El terrible pecado cometido por la humanidad, en franco entendimiento trastornado, es el de no conocer si la muerte es el mayor de los bienes recibidos por el hombre, o, si contrariamente es el hecho conmovible que trastoca la serenidad razonable del ser pensante. Anonadado por el suceso mi mente abatida era bajo la confusa reyerta de la desaparición.
Denis, la hija amada, había muerto y ante la mudez del cadáver querido, la mente desarmada fue dislocándose y una gran revolución se libraba en mi noble corazón sometiéndolo.
La tristeza y la nostalgia, incesantemente lo atribulan sin piedad, no permitiéndole palpitar con mesurada cordura. Estaba postrado en el cataclismo mental, totalmente paralizado, como aquel que ve muy cercanamente al monstruo con ansias incontenibles de exterminación.

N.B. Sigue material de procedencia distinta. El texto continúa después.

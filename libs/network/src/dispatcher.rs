//! # Inbound Dispatcher
//!
//! ## Purpose
//!
//! The per-connection receive loop. Polls the transport, decodes each
//! application datagram through the [`CodecPipeline`] and hands the
//! envelope to the one sink the [`RoutingTable`] names for it.
//!
//! ## Failure Handling
//!
//! A bad message never stops the loop:
//!
//! | failure              | log level | counter      |
//! |----------------------|-----------|--------------|
//! | malformed header     | `warn`    | `malformed`  |
//! | unknown message type | `error`   | `unknown`    |
//! | unknown subtype      | `error`   | `unknown`    |
//! | corrupt payload      | `warn`    | `corrupt`    |
//! | no route             | `error`   | `unrouted`   |
//!
//! A transport failure is different: it is reported to the owner as
//! [`ControlEvent::TransportFailed`] and ends the loop with the error.

use crate::queue::MessageSink;
use crate::routing::RoutingTable;
use crate::shutdown::RunFlag;
use crate::transports::{ConnectionStatus, Transport, TransportEvent};
use crate::Result;
use bytes::Bytes;
use crossbeam_channel::Sender;
use orbitlink_codec::{CodecError, CodecPipeline};
use orbitlink_types::DeliveryCategory;
use std::net::SocketAddr;
use std::sync::atomic::{AtomicU64, Ordering};
use std::sync::Arc;
use std::time::Duration;
use tokio::task::JoinHandle;
use tracing::{debug, error, info, trace, warn};

/// Connection-level notifications forwarded to the session owner
#[derive(Debug, Clone, PartialEq)]
pub enum ControlEvent {
    StatusChanged {
        peer: SocketAddr,
        status: ConnectionStatus,
        reason: String,
    },
    IntroductionSuccess {
        endpoint: SocketAddr,
        token: String,
    },
    /// The transport failed and the receive loop has exited
    TransportFailed { message: String },
}

/// Receive-side counters
#[derive(Debug, Default)]
pub struct ReceiveStats {
    received: AtomicU64,
    dispatched: AtomicU64,
    malformed: AtomicU64,
    unknown: AtomicU64,
    corrupt: AtomicU64,
    unrouted: AtomicU64,
    unconnected: AtomicU64,
    latency_us: AtomicU64,
}

/// Point-in-time copy of [`ReceiveStats`]
#[derive(Debug, Clone, Copy, Default, PartialEq, Eq)]
pub struct ReceiveStatsSnapshot {
    pub received: u64,
    pub dispatched: u64,
    pub malformed: u64,
    pub unknown: u64,
    pub corrupt: u64,
    pub unrouted: u64,
    pub unconnected: u64,
}

impl ReceiveStatsSnapshot {
    pub fn dropped(&self) -> u64 {
        self.malformed + self.unknown + self.corrupt + self.unrouted
    }
}

impl ReceiveStats {
    pub fn snapshot(&self) -> ReceiveStatsSnapshot {
        ReceiveStatsSnapshot {
            received: self.received.load(Ordering::Relaxed),
            dispatched: self.dispatched.load(Ordering::Relaxed),
            malformed: self.malformed.load(Ordering::Relaxed),
            unknown: self.unknown.load(Ordering::Relaxed),
            corrupt: self.corrupt.load(Ordering::Relaxed),
            unrouted: self.unrouted.load(Ordering::Relaxed),
            unconnected: self.unconnected.load(Ordering::Relaxed),
        }
    }

    /// Last round-trip estimate reported by the transport
    pub fn latency(&self) -> Option<Duration> {
        match self.latency_us.load(Ordering::Relaxed) {
            0 => None,
            us => Some(Duration::from_micros(us)),
        }
    }

    fn bump(counter: &AtomicU64) {
        counter.fetch_add(1, Ordering::Relaxed);
    }
}

/// Receive loop for one transport
pub struct Dispatcher {
    transport: Arc<dyn Transport>,
    pipeline: Arc<CodecPipeline>,
    routes: Arc<RoutingTable>,
    running: RunFlag,
    receive_interval: Duration,
    stats: Arc<ReceiveStats>,
    control: Option<Sender<ControlEvent>>,
    discovery: Option<Arc<dyn MessageSink>>,
}

impl Dispatcher {
    pub fn new(
        transport: Arc<dyn Transport>,
        pipeline: Arc<CodecPipeline>,
        routes: Arc<RoutingTable>,
        running: RunFlag,
    ) -> Self {
        Self {
            transport,
            pipeline,
            routes,
            running,
            receive_interval: Duration::from_millis(1),
            stats: Arc::new(ReceiveStats::default()),
            control: None,
            discovery: None,
        }
    }

    /// Sleep between polls that find nothing pending
    pub fn with_receive_interval(mut self, interval: Duration) -> Self {
        self.receive_interval = interval;
        self
    }

    pub fn with_control_channel(mut self, control: Sender<ControlEvent>) -> Self {
        self.control = Some(control);
        self
    }

    /// Sink for decoded unconnected traffic (server-list replies)
    pub fn with_discovery_sink(mut self, sink: Arc<dyn MessageSink>) -> Self {
        self.discovery = Some(sink);
        self
    }

    pub fn stats(&self) -> Arc<ReceiveStats> {
        self.stats.clone()
    }

    /// Run until the flag clears or the transport fails
    pub async fn run(self) -> Result<()> {
        info!(
            transport = ?self.transport.transport_info().transport_type,
            "Dispatcher started"
        );

        while self.running.is_running() {
            match self.pump_once().await {
                Ok(true) => {}
                Ok(false) => tokio::time::sleep(self.receive_interval).await,
                Err(e) => {
                    error!(error = %e, "Transport receive failed; stopping dispatcher");
                    self.notify(ControlEvent::TransportFailed {
                        message: e.to_string(),
                    });
                    return Err(e);
                }
            }
        }

        info!(stats = ?self.stats.snapshot(), "Dispatcher stopped");
        Ok(())
    }

    pub fn spawn(self) -> JoinHandle<Result<()>> {
        tokio::spawn(self.run())
    }

    /// Process at most one transport event
    ///
    /// Returns `Ok(false)` when nothing was pending. Only transport
    /// failures are returned as errors.
    pub async fn pump_once(&self) -> Result<bool> {
        let Some(event) = self.transport.try_receive().await? else {
            return Ok(false);
        };
        self.handle_event(event);
        Ok(true)
    }

    fn handle_event(&self, event: TransportEvent) {
        match event {
            TransportEvent::Data {
                peer,
                payload,
                category,
            } => self.handle_data(peer, payload, category),
            TransportEvent::UnconnectedData { from, payload } => {
                self.handle_unconnected(from, payload)
            }
            TransportEvent::Debug(text) => debug!("Transport: {}", text),
            TransportEvent::VerboseDebug(text) => trace!("Transport: {}", text),
            TransportEvent::Warning(text) => warn!("Transport: {}", text),
            TransportEvent::Error(text) => error!("Transport: {}", text),
            TransportEvent::LatencyUpdated { peer, latency } => {
                trace!(%peer, ?latency, "Latency updated");
                self.stats
                    .latency_us
                    .store(latency.as_micros().max(1) as u64, Ordering::Relaxed);
            }
            TransportEvent::StatusChanged {
                peer,
                status,
                reason,
            } => {
                info!(%peer, ?status, %reason, "Connection status changed");
                self.notify(ControlEvent::StatusChanged {
                    peer,
                    status,
                    reason,
                });
            }
            TransportEvent::IntroductionSuccess { endpoint, token } => {
                info!(%endpoint, "NAT introduction succeeded");
                self.notify(ControlEvent::IntroductionSuccess { endpoint, token });
            }
        }
    }

    fn handle_data(&self, peer: SocketAddr, payload: Bytes, category: DeliveryCategory) {
        ReceiveStats::bump(&self.stats.received);

        let envelope = match self.pipeline.decode_datagram(&payload) {
            Ok(envelope) => envelope,
            Err(e) => return self.drop_unit(peer, &e),
        };

        if envelope.version_mismatch() {
            debug!(
                %peer,
                sender = %envelope.sender_version(),
                local = %self.pipeline.local_version(),
                "Message from peer running a different protocol version"
            );
        }

        trace!(
            %peer,
            message_type = %envelope.message_type(),
            sub_type = envelope.sub_type(),
            ?category,
            "Dispatching message"
        );

        match self.routes.route(envelope) {
            Ok(_) => ReceiveStats::bump(&self.stats.dispatched),
            Err(e) => {
                ReceiveStats::bump(&self.stats.unrouted);
                error!(%peer, error = %e, "Dropping unroutable message");
            }
        }
    }

    fn handle_unconnected(&self, from: SocketAddr, payload: Bytes) {
        ReceiveStats::bump(&self.stats.unconnected);

        let Some(sink) = &self.discovery else {
            debug!(%from, bytes = payload.len(), "Ignoring unconnected datagram");
            return;
        };

        match self.pipeline.decode_datagram(&payload) {
            Ok(envelope) => sink.enqueue_message(envelope),
            Err(e) => self.drop_unit(from, &e),
        }
    }

    fn drop_unit(&self, peer: SocketAddr, error: &CodecError) {
        match error {
            CodecError::MalformedHeader { .. } => {
                ReceiveStats::bump(&self.stats.malformed);
                warn!(%peer, error = %error, "Dropping malformed message");
            }
            CodecError::UnknownMessageType { .. } => {
                ReceiveStats::bump(&self.stats.unknown);
                error!(%peer, error = %error, "Dropping message of unknown type");
            }
            CodecError::UnknownSubType { .. } => {
                ReceiveStats::bump(&self.stats.unknown);
                error!(%peer, error = %error, "Dropping message of unknown subtype");
            }
            _ => {
                ReceiveStats::bump(&self.stats.corrupt);
                warn!(%peer, error = %error, "Dropping undecodable message");
            }
        }
    }

    fn notify(&self, event: ControlEvent) {
        if let Some(control) = &self.control {
            if control.send(event).is_err() {
                debug!("Control channel closed; event dropped");
            }
        }
    }
}

#[cfg(test)]
mod tests {
    use super::*;
    use crate::queue::InboundQueue;
    use crate::transports::MemoryTransport;
    use orbitlink_codec::{Envelope, PayloadRegistry};
    use orbitlink_types::payload::chat::ChatChannelMessage;
    use orbitlink_types::payload::master_server::MasterServerReplyServers;
    use orbitlink_types::MessageType;

    struct Fixture {
        client: Arc<MemoryTransport>,
        dispatcher: Dispatcher,
        chat: Arc<InboundQueue>,
        pipeline: Arc<CodecPipeline>,
    }

    fn fixture() -> Fixture {
        let (client, server) = MemoryTransport::pair();
        let pipeline = Arc::new(CodecPipeline::new(Arc::new(
            PayloadRegistry::complete().unwrap(),
        )));
        let chat = Arc::new(InboundQueue::new("chat"));
        let routes = RoutingTable::builder()
            .route(MessageType::Chat, chat.clone())
            .build()
            .unwrap();
        let dispatcher = Dispatcher::new(
            Arc::new(server),
            pipeline.clone(),
            Arc::new(routes),
            RunFlag::new(),
        );
        Fixture {
            client: Arc::new(client),
            dispatcher,
            chat,
            pipeline,
        }
    }

    #[tokio::test]
    async fn test_pump_routes_chat() {
        let f = fixture();
        let env = f
            .pipeline
            .envelope::<ChatChannelMessage>(|m| m.text = "hi".into())
            .unwrap();
        let bytes = f.pipeline.serialize(&env, false).unwrap();
        f.client
            .send(&bytes, DeliveryCategory::ReliableOrdered)
            .await
            .unwrap();

        assert!(f.dispatcher.pump_once().await.unwrap());
        assert!(!f.dispatcher.pump_once().await.unwrap());
        assert_eq!(f.chat.len(), 1);
        assert_eq!(f.dispatcher.stats().snapshot().dispatched, 1);
    }

    #[tokio::test]
    async fn test_unrouted_is_counted() {
        let f = fixture();
        let bytes = f
            .pipeline
            .serialize(&Envelope::detached(MasterServerReplyServers::default()), false)
            .unwrap();
        f.client
            .send(&bytes, DeliveryCategory::ReliableOrdered)
            .await
            .unwrap();

        assert!(f.dispatcher.pump_once().await.unwrap());
        let stats = f.dispatcher.stats().snapshot();
        assert_eq!(stats.unrouted, 1);
        assert_eq!(stats.dropped(), 1);
    }

    #[tokio::test]
    async fn test_control_events_forwarded() {
        let (tx, rx) = crossbeam_channel::unbounded();
        let f = fixture();
        let dispatcher = f.dispatcher.with_control_channel(tx);
        let peer = f.client.local_addr();

        f.client.disconnect("kicked");
        // The server end sees the status event first, then the closed transport
        let server_side = dispatcher.pump_once().await;
        assert!(server_side.unwrap());
        assert_eq!(
            rx.try_recv().unwrap(),
            ControlEvent::StatusChanged {
                peer,
                status: ConnectionStatus::Disconnected,
                reason: "kicked".into(),
            }
        );
        assert!(dispatcher.pump_once().await.is_err());
    }

    #[tokio::test]
    async fn test_latency_recorded() {
        let (client, server) = MemoryTransport::pair();
        let server = Arc::new(server);
        let f = fixture();
        let dispatcher = Dispatcher::new(
            server.clone(),
            f.pipeline.clone(),
            Arc::new(RoutingTable::builder().build().unwrap()),
            RunFlag::new(),
        );
        server.inject_event(TransportEvent::LatencyUpdated {
            peer: client.local_addr(),
            latency: Duration::from_millis(40),
        });

        assert!(dispatcher.pump_once().await.unwrap());
        assert_eq!(dispatcher.stats().latency(), Some(Duration::from_millis(40)));
    }

    #[derive(Clone, Default)]
    struct CapturedLogs(Arc<parking_lot::Mutex<Vec<u8>>>);

    impl std::io::Write for CapturedLogs {
        fn write(&mut self, buf: &[u8]) -> std::io::Result<usize> {
            self.0.lock().extend_from_slice(buf);
            Ok(buf.len())
        }

        fn flush(&mut self) -> std::io::Result<()> {
            Ok(())
        }
    }

    #[test]
    fn test_unknown_subtype_logged_as_error() {
        let f = fixture();
        let logs = CapturedLogs::default();
        let writer = logs.clone();
        let subscriber = tracing_subscriber::fmt()
            .with_ansi(false)
            .with_max_level(tracing::Level::TRACE)
            .with_writer(move || writer.clone())
            .finish();

        let err = CodecError::UnknownSubType {
            message_type: MessageType::Chat,
            sub_type: 200,
        };
        tracing::subscriber::with_default(subscriber, || {
            f.dispatcher.drop_unit(f.client.local_addr(), &err)
        });

        let output = String::from_utf8(logs.0.lock().clone()).unwrap();
        assert!(output.contains("ERROR"), "{output}");
        assert!(output.contains("unknown subtype"), "{output}");
        assert_eq!(f.dispatcher.stats().snapshot().unknown, 1);
    }
}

Nunca había experimentado en la vida una experiencia que hubiese podido privar el cuerpo de sus naturales movimientos, convirtiéndolo en andrajo en manos del destino. Y me formulé la grave y sin igual pregunta, ¿qué somos y para dónde vamos?. Vanos encuentros trasminados por las ondas cerebrales buscando encontrar la justificación imposible. En ese momento todo colapsa, somos la brusca indefensa, arruinada por la soberbia del veloz e inclemente huracán. Frente a la muerte no hay preguntas, ni respuestas, gobierna la implacable incompetencia dictada por lo desconocido. Filosofar a esa hora, obra perogrullesca de todo ignorante que se pretende de listo queriendo explicar o que no conoce.
La muerte es el enigma, huérfano de explicación, ni el más versado podrá arribar a sus riveras que no se encuentre desarmado de respuestas. Denis se me escapó como la estrella fugaz que desaparece ante la vista, para ir a ocupar un lugar más allá del sol. ¡Dios la tenga en descanso y en gloria eterna!